Nick Bostrom <bostrom@ndirect.co.uk> commented:
> Strong superintelligence refers to an intellect that is not only
> faster than a human brain but also qualitatively superior. No matter
> how much you would speed up a dog brain, you would not get a
> human-equivalent brain. Similarly, some people think that there
> could be strong superintelligence that no human brain could match no
> matter fast it runs.
I don't like this. The primordial soup of atoms and molecules randomly bouncing around on prehistoric earth were certainly less intelligent than a Dog. Yet they have managed to create/design all life including Dogs and ourselves, who can't (or at least haven't yet) come close to matching these complex intelligent abilities. True, this utter stupidity gets it's power from it's massive parallelism and eon length durations. But, just the same, pure random stupidity has accomplished far more intelligent tasks/discoveries than everything the collective set of human brains, taken alone, has so far accomplished.

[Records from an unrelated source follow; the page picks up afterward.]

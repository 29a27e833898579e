pub const ROUNDS: usize = 5;

pub struct Game {
    one: Box<dyn Player>,
    two: Box<dyn Player>,
    wins: (Score, Score),
}

impl Game {
    pub fn new(one: Box<dyn Player>, two: Box<dyn Player>) -> Self {
        Game {
            one,
            two,
            wins: (0, 0),
        }
    }

    /// One full presented match. Safe to call again for a rematch: counters
    /// come back to zero, player memory does not.
    pub fn play(&mut self) {
        self.reset();
        console::title();
        console::rules();
        for k in 1..=ROUNDS {
            console::round(k);
            let round = self.exchange();
            console::say(&format!("Player 1: {}  Player 2: {}", round.one, round.two));
            console::say(&format!("{}", round.outcome));
            console::say(&format!(
                "Score: Player One - {}, Player two - {}\n",
                self.wins.0, self.wins.1
            ));
        }
        console::say(&format!("Player One won {} time(s)", self.wins.0));
        console::say(&format!("Player Two won {} time(s)", self.wins.1));
        console::verdict(self.verdict());
        log::info!(
            "final score {}-{} -> {:?}",
            self.wins.0,
            self.wins.1,
            self.verdict()
        );
    }

    /// One round. Both players commit before either observes the other;
    /// observe runs exactly once each, after the outcome is settled.
    pub fn exchange(&mut self) -> Round {
        let one = self.one.act();
        let two = self.two.act();
        let outcome = Outcome::of(one, two);
        match outcome {
            Outcome::One => self.wins.0 += 1,
            Outcome::Two => self.wins.1 += 1,
            Outcome::Tie => (),
        }
        self.one.observe(one, two);
        self.two.observe(two, one);
        log::info!("{:?} vs {:?} -> {:?}", one, two, outcome);
        Round { one, two, outcome }
    }

    pub fn score(&self) -> (Score, Score) {
        self.wins
    }

    /// Strictly more round wins takes the match; equal counters tie.
    pub fn verdict(&self) -> Outcome {
        match self.wins {
            (one, two) if one > two => Outcome::One,
            (one, two) if two > one => Outcome::Two,
            _ => Outcome::Tie,
        }
    }

    pub fn reset(&mut self) {
        self.wins = (0, 0);
    }
}

use super::outcome::{Outcome, Round};
use crate::Score;
use crate::console;
use crate::players::Player;

#[cfg(test)]
mod tests {
    use super::*;
    use crate::moves::Move;
    use crate::players::cycle::Cycle;
    use crate::players::mirror::Mirror;

    #[derive(Debug)]
    struct Always(Move);

    impl Player for Always {
        fn act(&mut self) -> Move {
            self.0
        }
    }

    fn sweep(one: Move, two: Move) -> Game {
        let mut game = Game::new(Box::new(Always(one)), Box::new(Always(two)));
        for _ in 0..ROUNDS {
            game.exchange();
        }
        game
    }

    #[test]
    fn rock_sweeps_scissors() {
        let game = sweep(Move::Rock, Move::Scissors);
        assert_eq!(game.score(), (5, 0));
        assert_eq!(game.verdict(), Outcome::One);
    }

    #[test]
    fn scissors_swept_by_rock() {
        let game = sweep(Move::Scissors, Move::Rock);
        assert_eq!(game.score(), (0, 5));
        assert_eq!(game.verdict(), Outcome::Two);
    }

    #[test]
    fn spock_against_spock_ties() {
        let game = sweep(Move::Spock, Move::Spock);
        assert_eq!(game.score(), (0, 0));
        assert_eq!(game.verdict(), Outcome::Tie);
    }

    #[test]
    fn observe_feeds_both_players() {
        let mut game = Game::new(Box::new(Cycle::new()), Box::new(Always(Move::Spock)));
        assert_eq!(game.exchange().one, Move::Rock);
        assert_eq!(game.exchange().one, Move::Paper);
        assert_eq!(game.exchange().one, Move::Scissors);
    }

    #[test]
    fn reset_zeroes_counters_only() {
        let mut game = Game::new(Box::new(Mirror::new()), Box::new(Always(Move::Paper)));
        game.exchange();
        game.reset();
        assert_eq!(game.score(), (0, 0));
        // memory survives the rematch: the mirror replays what it saw before
        assert_eq!(game.exchange().one, Move::Paper);
    }
}
//! `cardwise state`: Inspect a conversation.

use crate::runtime::Runtime;
use cardwise_core::message::ConversationId;

pub async fn run(conversation: &str, limit: usize) -> Result<(), Box<dyn std::error::Error>> {
    let runtime = Runtime::load().await?;
    let store = runtime.store.conversations();
    let id = ConversationId::from(conversation);

    let state = store.state(&id).await?;
    let messages = store.recent_messages(&id, limit).await?;

    let report = serde_json::json!({
        "state": state,
        "recentMessages": messages,
    });
    println!("{}", serde_json::to_string_pretty(&report)?);
    Ok(())
}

> However, the distinction between weak and strong superintelligence
> may not be at all clear-cut.
Yes, this is what I'm saying. A dog works to survive, using all the intelligence it can. The DNA must be included in the Dog's total intelligence. The smarter ones survive better than the less smarter ones. Thus, I would think, they too, can eventually accomplish all things a human mind might accomplish even though they are at the moment a bit behind us.